**TASK GOAL:** Give only the number of lines below that contain the word "return".
DATA TO USE: Begin
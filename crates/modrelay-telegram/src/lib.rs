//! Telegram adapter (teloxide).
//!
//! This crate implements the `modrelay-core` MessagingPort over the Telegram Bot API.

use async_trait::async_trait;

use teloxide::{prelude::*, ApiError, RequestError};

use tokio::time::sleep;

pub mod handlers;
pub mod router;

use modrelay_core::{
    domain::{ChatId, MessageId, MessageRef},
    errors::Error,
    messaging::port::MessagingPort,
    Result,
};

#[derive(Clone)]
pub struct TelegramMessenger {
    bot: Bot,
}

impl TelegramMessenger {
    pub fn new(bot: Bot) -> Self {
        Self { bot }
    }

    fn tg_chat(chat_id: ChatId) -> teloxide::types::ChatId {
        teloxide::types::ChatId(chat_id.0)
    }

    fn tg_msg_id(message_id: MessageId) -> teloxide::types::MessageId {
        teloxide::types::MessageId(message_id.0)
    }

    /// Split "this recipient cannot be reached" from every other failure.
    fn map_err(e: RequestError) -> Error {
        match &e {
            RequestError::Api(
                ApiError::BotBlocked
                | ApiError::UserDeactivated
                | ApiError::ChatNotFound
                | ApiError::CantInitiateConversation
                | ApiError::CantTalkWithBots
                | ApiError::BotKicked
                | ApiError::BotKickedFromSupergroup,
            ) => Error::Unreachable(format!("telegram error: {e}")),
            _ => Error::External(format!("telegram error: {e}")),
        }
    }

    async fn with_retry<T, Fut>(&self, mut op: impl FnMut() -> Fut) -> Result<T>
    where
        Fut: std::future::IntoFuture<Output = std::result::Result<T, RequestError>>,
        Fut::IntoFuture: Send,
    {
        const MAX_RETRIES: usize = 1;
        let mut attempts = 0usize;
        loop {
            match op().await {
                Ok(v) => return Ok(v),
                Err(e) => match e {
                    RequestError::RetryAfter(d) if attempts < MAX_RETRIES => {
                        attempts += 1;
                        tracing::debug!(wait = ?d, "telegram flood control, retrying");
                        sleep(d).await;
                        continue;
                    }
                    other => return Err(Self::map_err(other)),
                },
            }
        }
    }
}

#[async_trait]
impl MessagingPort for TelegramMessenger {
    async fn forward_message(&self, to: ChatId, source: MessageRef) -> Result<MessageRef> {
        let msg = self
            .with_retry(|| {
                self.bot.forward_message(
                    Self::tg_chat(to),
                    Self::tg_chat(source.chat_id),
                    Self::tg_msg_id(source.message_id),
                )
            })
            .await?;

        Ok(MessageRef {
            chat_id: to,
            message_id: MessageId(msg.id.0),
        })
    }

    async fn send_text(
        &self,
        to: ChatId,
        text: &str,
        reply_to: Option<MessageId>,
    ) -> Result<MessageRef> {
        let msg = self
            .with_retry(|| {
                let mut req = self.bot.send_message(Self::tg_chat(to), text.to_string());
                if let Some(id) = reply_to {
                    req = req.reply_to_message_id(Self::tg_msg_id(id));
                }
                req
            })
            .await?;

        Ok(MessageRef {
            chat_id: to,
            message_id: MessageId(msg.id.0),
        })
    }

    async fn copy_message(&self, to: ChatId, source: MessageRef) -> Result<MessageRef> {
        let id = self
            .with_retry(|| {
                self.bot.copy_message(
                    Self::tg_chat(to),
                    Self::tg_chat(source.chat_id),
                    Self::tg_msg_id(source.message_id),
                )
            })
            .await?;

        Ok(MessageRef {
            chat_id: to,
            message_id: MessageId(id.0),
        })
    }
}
DATA TO USE: End
**RESPONSE:** 2